Streamwood discovered something about the Geneva-Batavia rivalry Friday night during the Vikings' homecoming game: You don't want to play the team that lost the following weekend.
A week after their emotional setback against Batavia, the Vikings got back to the business of winning by rushing for six touchdowns, three of them by quarterback Matt Williams, in coasting to a 42-0 Upstate Eight River Division victory over the visiting Sabres.
And a week after getting steamrolled for 46 points by the Bulldogs, Geneva's defense pitched a shutout against a solid offensive team that came into the game with a 5-1 record.
"It was a tough week (after the Batavia loss), and I was really proud of the kids in the way they responded," Geneva coach Rob Wicinski said. "We just kept telling the defense it was about their technique, you have to get your techniques correct."
The techniques were working quite well, especially when Geneva (6-1, 4-1) stopped a marching Streamwood (5-2, 2-2) offense midway through the second quarter. With Geneva holding a 14-0 lead, the Sabres were poised to the cut the lead in half with a first down on the Vikings' 14-yard line, but Geneva defensive tackle Henry Zupke, a 6-3, 225-pound senior, stopped Sabres running back Alex Morrow twice to stall the drive.
"We just kept to the basics and did the same old, same old and we stopped them," said Zupke, who also recorded two sacks of Sabres quarterback Dalton Lundeen in the game.
With Williams and running back Bobby Hess both recording 1-yard touchdown runs to open the 14-0 lead, it was Williams who again, this time bolting for a 14-yard touchdown run, put Geneva up 21-0.
The Vikings marched 82 yards in five plays after the defensive stop to totally shift the game's momentum. Parker Woodworth (9 carries, 103 yards) chewed up 57 of the drive's yards on one run.
Streamwood was stopped cold in the second half, gaining only 1 yard or less on its first six rushing attempts. The Vikings, meanwhile, were on their way to compiling 509 yards of total offense, with 327 of those on the ground.
Ben Rogers (5 receptions, 121 yards) pulled down two long receptions in the Vikings' opening drive of the second half, with the second covering 49 yards and getting to the Streamwood 1-yard line, where Hess tallied his second 1-yard TD plunge of the night.
Woodworth strolled in from 5 yards out on Geneva's next possession, capping a 5-play drive that featured a 35-yard Rogers reception.
Williams scored the final touchdown in dramatic style, taking off on a 54-yard scamper as time was running out in the third quarter. As he approached the goal line, Streamwood defender Jordan McFeggen grabbed Williams around the 7-yard line and Williams dragged him all the way to the goal line for the 42-0 lead.
Despite his three rushing scores and an effective night of passing for 182 yards, Williams wanted to talk about the defensive effort.

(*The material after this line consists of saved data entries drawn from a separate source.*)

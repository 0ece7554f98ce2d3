#![deny(unsafe_code)]

use std::borrow::Borrow;
use std::fmt;

use crate::ModelError;

/// A trimmed, non-empty column identifier.
#[derive(
    Debug, Clone, PartialEq, Eq, PartialOrd, Ord, Hash, serde::Serialize, serde::Deserialize,
)]
pub struct ColumnName(String);

impl ColumnName {
    pub fn new(value: impl Into<String>) -> Result<Self, ModelError> {
        let value = value.into();
        let trimmed = Self::normalize(&value);
        if trimmed.is_empty() {
            return Err(ModelError::InvalidColumnName(value));
        }
        Ok(Self(trimmed.to_string()))
    }

    /// The form a raw header or user-supplied name takes as a column name:
    /// surrounding whitespace and byte order marks removed.
    pub fn normalize(raw: &str) -> &str {
        raw.trim().trim_matches('\u{feff}').trim()
    }

    pub fn as_str(&self) -> &str {
        &self.0
    }
}

impl fmt::Display for ColumnName {
    fn fmt(&self, f: &mut fmt::Formatter<'_>) -> fmt::Result {
        f.write_str(&self.0)
    }
}

impl AsRef<str> for ColumnName {
    fn as_ref(&self) -> &str {
        &self.0
    }
}

impl Borrow<str> for ColumnName {
    fn borrow(&self) -> &str {
        &self.0
    }
}

impl PartialEq<str> for ColumnName {
    fn eq(&self, other: &str) -> bool {
        self.0 == other
    }
}

impl PartialEq<&str> for ColumnName {
    fn eq(&self, other: &&str) -> bool {
        self.0 == *other
    }
}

"The defense showed great poise out there and did a heck of a job putting a goose egg on the board," Williams said. "I knew that if they got the job done, the offense would get it in the end zone and that's what we did."

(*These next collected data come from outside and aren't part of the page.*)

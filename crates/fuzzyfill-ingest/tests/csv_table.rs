use std::io::Write;
use std::path::Path;

use fuzzyfill_ingest::{
    IngestError, IngestOptions, read_csv_table, read_csv_table_with_options, write_csv_table,
};
use fuzzyfill_model::CellValue;
use tempfile::{NamedTempFile, TempDir};

fn create_temp_csv(content: &str) -> NamedTempFile {
    let mut file = NamedTempFile::new().unwrap();
    write!(file, "{}", content).unwrap();
    file
}

#[test]
fn reads_headers_values_and_missing() {
    let file = create_temp_csv("Name,Region,Count\nAcme Corp,EMEA,3\nGlobex,,4\n");
    let table = read_csv_table(file.path()).unwrap();

    let columns: Vec<&str> = table.columns.iter().map(|c| c.as_str()).collect();
    assert_eq!(columns, vec!["Name", "Region", "Count"]);
    assert_eq!(table.len(), 2);
    assert_eq!(table.rows[0].get("Name"), &CellValue::text("Acme Corp"));
    assert_eq!(table.rows[0].get("Count"), &CellValue::Integer(3));
    assert!(table.rows[1].get("Region").is_missing());
}

#[test]
fn text_only_mode_keeps_leading_zeros() {
    let file = create_temp_csv("Code,Name\n007,Bond\n");
    let options = IngestOptions::default().with_infer_types(false);
    let table = read_csv_table_with_options(file.path(), options).unwrap();
    assert_eq!(table.rows[0].get("Code"), &CellValue::text("007"));
}

#[test]
fn missing_file_is_reported() {
    let err = read_csv_table(Path::new("/definitely/not/here.csv")).unwrap_err();
    assert!(matches!(err, IngestError::FileNotFound { .. }));
}

#[test]
fn written_table_reads_back() {
    let file = create_temp_csv("Type,Name\nA,\"urgent, call\"\nB,plan\n");
    let table = read_csv_table(file.path()).unwrap();

    let dir = TempDir::new().unwrap();
    let out = dir.path().join("out.csv");
    write_csv_table(&out, &table).unwrap();

    let contents = std::fs::read_to_string(&out).unwrap();
    assert_eq!(contents, "Type,Name\nA,\"urgent, call\"\nB,plan\n");
}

Middle linebacker Nick Caruso probably had the best view of what the Vikings did to notch their first shutout of the season.
"Our defensive line did a great job and penetrated, and it made it easier for us linebackers," Caruso said. "We had to put last week behind us and, if anything, it gave us motivation and we came out with a chip on our shoulders."
It turned out to be a heavy burden for Streamwood, which had a 5-0 record before being ambushed by St. Charles East last week and then getting dismantled against Geneva. The Sabres likely need one more victory to reach the playoffs, but tough games against Larkin and Batavia loom ahead.
"We told our guys from day one that we have to get better each day, and that's still on the agenda for us," Streamwood coach Cal Cummins said. "Physically they are better than us and that's no shock.
"We came here to learn how far we've come as a program and I think we learned in the first half that we could knock on the door and go toe-to-toe, but to do it for four quarters is another thing," Cummins added. "How many weak links did you see across Geneva's fronts? Obviously none, and that's what makes a good program and a good team."